(TASK) Once you reach the line containing "let id = self.types.alloc(Type::Array(element));" in the entries below, write out that line and each one after it down to the line containing "pub fn u32(&self)", exactly and with nothing added.

** SUPPLIED RECORDS follows **

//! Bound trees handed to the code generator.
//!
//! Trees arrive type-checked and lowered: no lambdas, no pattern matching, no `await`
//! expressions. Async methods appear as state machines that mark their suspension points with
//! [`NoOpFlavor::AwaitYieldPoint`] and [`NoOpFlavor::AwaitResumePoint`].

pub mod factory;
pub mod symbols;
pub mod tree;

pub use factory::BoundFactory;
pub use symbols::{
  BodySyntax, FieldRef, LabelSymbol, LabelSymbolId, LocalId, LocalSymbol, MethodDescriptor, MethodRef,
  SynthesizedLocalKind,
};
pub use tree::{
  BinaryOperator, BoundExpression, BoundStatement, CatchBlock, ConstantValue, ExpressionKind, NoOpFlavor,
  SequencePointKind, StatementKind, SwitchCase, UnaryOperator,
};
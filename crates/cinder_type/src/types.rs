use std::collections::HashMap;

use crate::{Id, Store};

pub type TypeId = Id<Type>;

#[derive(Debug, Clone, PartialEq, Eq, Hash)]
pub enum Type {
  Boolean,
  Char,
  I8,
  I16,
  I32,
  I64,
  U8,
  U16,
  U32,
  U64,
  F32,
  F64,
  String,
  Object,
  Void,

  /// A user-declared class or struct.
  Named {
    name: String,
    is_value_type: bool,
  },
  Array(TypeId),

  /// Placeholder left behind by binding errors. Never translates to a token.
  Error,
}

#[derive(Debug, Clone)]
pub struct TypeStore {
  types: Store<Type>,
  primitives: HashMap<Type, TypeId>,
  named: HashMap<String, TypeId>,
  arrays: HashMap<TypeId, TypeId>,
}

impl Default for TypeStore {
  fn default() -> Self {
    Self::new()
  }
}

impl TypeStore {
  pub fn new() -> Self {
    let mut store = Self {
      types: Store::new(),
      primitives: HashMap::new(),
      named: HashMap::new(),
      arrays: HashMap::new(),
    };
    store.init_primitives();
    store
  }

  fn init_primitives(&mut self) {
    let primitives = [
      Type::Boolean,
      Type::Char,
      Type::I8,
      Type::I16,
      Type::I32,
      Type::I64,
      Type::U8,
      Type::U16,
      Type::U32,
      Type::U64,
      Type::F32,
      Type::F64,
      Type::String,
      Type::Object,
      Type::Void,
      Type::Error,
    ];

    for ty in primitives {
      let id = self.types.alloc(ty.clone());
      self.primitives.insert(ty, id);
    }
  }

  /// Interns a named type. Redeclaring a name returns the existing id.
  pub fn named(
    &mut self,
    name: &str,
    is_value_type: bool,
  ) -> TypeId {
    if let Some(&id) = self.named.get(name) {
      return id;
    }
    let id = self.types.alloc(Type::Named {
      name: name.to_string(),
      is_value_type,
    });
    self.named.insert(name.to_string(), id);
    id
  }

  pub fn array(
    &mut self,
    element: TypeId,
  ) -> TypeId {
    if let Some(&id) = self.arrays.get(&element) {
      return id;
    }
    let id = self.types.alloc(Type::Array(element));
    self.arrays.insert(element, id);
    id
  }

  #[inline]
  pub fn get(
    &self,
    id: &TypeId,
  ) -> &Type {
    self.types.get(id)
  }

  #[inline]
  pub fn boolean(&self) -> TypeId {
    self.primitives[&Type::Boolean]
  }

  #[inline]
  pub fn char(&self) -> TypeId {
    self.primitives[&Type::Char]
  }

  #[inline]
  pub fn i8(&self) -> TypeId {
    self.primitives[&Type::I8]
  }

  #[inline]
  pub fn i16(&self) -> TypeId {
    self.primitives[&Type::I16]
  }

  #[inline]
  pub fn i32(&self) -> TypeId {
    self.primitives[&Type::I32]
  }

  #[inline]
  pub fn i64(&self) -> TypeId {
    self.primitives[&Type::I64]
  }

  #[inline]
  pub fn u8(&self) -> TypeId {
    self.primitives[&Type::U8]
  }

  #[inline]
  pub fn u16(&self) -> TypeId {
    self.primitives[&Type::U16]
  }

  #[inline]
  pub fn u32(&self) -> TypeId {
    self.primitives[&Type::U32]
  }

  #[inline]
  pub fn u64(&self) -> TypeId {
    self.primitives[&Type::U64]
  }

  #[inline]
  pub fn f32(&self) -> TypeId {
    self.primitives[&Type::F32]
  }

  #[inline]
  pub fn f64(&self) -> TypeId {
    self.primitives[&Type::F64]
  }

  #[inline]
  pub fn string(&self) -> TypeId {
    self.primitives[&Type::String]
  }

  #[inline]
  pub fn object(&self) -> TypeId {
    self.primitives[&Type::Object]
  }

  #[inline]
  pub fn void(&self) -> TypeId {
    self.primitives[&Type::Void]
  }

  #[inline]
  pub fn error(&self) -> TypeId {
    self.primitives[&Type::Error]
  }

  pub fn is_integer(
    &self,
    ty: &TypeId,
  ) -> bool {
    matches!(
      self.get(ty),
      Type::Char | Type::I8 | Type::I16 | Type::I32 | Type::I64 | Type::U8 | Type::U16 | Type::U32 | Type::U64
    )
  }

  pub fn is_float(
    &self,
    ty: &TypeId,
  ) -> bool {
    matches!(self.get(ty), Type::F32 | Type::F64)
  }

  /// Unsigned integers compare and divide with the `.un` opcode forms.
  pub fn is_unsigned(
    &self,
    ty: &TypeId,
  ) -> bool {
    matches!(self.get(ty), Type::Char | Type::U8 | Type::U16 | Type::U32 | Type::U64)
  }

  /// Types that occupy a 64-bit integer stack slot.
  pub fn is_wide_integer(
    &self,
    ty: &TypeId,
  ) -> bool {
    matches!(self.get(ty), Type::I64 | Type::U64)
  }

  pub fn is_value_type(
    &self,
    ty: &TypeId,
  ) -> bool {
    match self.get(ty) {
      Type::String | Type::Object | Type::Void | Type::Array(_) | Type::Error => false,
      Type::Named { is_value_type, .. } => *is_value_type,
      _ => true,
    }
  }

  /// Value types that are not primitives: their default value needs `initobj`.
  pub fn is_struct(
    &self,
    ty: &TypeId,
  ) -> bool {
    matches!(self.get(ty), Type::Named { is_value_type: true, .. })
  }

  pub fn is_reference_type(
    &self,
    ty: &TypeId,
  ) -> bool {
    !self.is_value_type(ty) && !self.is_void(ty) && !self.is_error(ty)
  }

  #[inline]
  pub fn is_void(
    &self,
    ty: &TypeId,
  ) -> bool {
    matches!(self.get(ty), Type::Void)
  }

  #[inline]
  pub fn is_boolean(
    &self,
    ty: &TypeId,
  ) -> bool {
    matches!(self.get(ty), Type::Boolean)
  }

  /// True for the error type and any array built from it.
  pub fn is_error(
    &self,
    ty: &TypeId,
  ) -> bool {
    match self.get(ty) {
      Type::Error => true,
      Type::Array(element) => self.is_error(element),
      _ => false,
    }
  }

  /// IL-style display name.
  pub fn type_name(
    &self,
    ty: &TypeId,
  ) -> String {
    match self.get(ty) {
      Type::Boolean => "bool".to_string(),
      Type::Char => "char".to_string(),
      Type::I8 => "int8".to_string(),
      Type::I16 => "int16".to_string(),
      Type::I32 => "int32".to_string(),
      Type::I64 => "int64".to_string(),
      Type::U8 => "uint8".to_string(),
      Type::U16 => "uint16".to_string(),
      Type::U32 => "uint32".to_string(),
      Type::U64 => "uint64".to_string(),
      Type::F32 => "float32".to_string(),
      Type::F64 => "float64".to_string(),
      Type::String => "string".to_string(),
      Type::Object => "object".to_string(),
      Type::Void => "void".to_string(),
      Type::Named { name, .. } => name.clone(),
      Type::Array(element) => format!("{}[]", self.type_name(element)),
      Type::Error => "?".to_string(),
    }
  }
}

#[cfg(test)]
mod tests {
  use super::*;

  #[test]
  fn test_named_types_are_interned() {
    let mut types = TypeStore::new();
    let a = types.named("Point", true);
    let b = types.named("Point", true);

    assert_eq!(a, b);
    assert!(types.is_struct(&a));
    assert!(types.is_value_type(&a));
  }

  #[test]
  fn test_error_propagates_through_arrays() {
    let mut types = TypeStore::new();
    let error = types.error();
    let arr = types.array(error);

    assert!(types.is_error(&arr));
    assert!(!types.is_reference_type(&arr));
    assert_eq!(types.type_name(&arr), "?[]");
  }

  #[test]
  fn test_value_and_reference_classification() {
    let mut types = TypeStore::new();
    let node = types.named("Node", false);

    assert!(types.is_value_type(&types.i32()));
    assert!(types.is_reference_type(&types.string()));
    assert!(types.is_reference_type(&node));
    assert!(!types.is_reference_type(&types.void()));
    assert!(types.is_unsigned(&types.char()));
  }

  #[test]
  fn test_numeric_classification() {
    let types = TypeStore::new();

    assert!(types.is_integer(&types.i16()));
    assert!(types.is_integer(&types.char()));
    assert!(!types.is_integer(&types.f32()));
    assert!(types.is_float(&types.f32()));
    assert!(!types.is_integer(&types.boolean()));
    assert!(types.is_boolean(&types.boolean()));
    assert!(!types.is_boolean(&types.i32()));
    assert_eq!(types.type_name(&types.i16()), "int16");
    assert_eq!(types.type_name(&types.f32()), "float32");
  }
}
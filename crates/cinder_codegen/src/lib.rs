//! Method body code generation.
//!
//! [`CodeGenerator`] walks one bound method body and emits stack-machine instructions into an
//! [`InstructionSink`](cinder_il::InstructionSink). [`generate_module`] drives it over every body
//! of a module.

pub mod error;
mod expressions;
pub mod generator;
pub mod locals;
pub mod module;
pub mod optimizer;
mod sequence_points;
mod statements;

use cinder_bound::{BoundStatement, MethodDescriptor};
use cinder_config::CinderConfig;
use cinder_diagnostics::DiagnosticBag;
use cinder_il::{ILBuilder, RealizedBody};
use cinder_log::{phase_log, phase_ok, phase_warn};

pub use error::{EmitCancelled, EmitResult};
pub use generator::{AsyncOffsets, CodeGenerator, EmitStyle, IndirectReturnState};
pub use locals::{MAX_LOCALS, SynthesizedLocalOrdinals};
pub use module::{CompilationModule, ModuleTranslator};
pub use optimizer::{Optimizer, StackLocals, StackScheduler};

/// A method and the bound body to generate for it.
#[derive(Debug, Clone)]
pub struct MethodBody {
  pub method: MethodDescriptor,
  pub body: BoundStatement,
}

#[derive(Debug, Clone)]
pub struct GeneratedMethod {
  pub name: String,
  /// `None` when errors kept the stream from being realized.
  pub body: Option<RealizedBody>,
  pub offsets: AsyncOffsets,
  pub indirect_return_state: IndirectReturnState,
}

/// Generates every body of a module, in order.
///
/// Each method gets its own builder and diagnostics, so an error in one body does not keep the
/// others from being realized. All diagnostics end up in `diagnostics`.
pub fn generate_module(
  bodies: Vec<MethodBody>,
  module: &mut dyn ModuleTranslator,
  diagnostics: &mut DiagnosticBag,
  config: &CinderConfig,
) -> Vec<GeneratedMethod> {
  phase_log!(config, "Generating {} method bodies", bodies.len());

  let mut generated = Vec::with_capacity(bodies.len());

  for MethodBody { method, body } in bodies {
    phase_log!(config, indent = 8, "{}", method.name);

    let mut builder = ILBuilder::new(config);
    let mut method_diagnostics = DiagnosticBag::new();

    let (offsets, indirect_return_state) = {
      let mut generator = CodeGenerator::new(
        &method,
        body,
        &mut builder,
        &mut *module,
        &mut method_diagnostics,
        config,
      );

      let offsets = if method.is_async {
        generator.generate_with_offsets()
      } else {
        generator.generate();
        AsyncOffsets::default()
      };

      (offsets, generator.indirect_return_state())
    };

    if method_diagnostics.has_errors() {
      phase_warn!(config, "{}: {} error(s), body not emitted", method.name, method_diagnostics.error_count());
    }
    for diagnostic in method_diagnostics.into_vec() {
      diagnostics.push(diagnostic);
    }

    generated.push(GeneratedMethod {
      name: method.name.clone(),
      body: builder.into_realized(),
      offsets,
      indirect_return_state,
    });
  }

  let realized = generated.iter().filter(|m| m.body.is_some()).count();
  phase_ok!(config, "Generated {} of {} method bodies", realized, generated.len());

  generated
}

** End of SUPPLIED RECORDS **

(EXERCISE RESULT)
    let id = self.types.alloc(Type::Array(element));
    self.arrays.insert(element, id);
    id
  }

  #[inline]
  pub fn get(
    &self,
    id: &TypeId,
  ) -> &Type {
    self.types.get(id)
  }

  #[inline]
  pub fn boolean(&self) -> TypeId {
    self.primitives[&Type::Boolean]
  }

  #[inline]
  pub fn char(&self) -> TypeId {
    self.primitives[&Type::Char]
  }

  #[inline]
  pub fn i8(&self) -> TypeId {
    self.primitives[&Type::I8]
  }

  #[inline]
  pub fn i16(&self) -> TypeId {
    self.primitives[&Type::I16]
  }

  #[inline]
  pub fn i32(&self) -> TypeId {
    self.primitives[&Type::I32]
  }

  #[inline]
  pub fn i64(&self) -> TypeId {
    self.primitives[&Type::I64]
  }

  #[inline]
  pub fn u8(&self) -> TypeId {
    self.primitives[&Type::U8]
  }

  #[inline]
  pub fn u16(&self) -> TypeId {
    self.primitives[&Type::U16]
  }

  #[inline]
  pub fn u32(&self) -> TypeId {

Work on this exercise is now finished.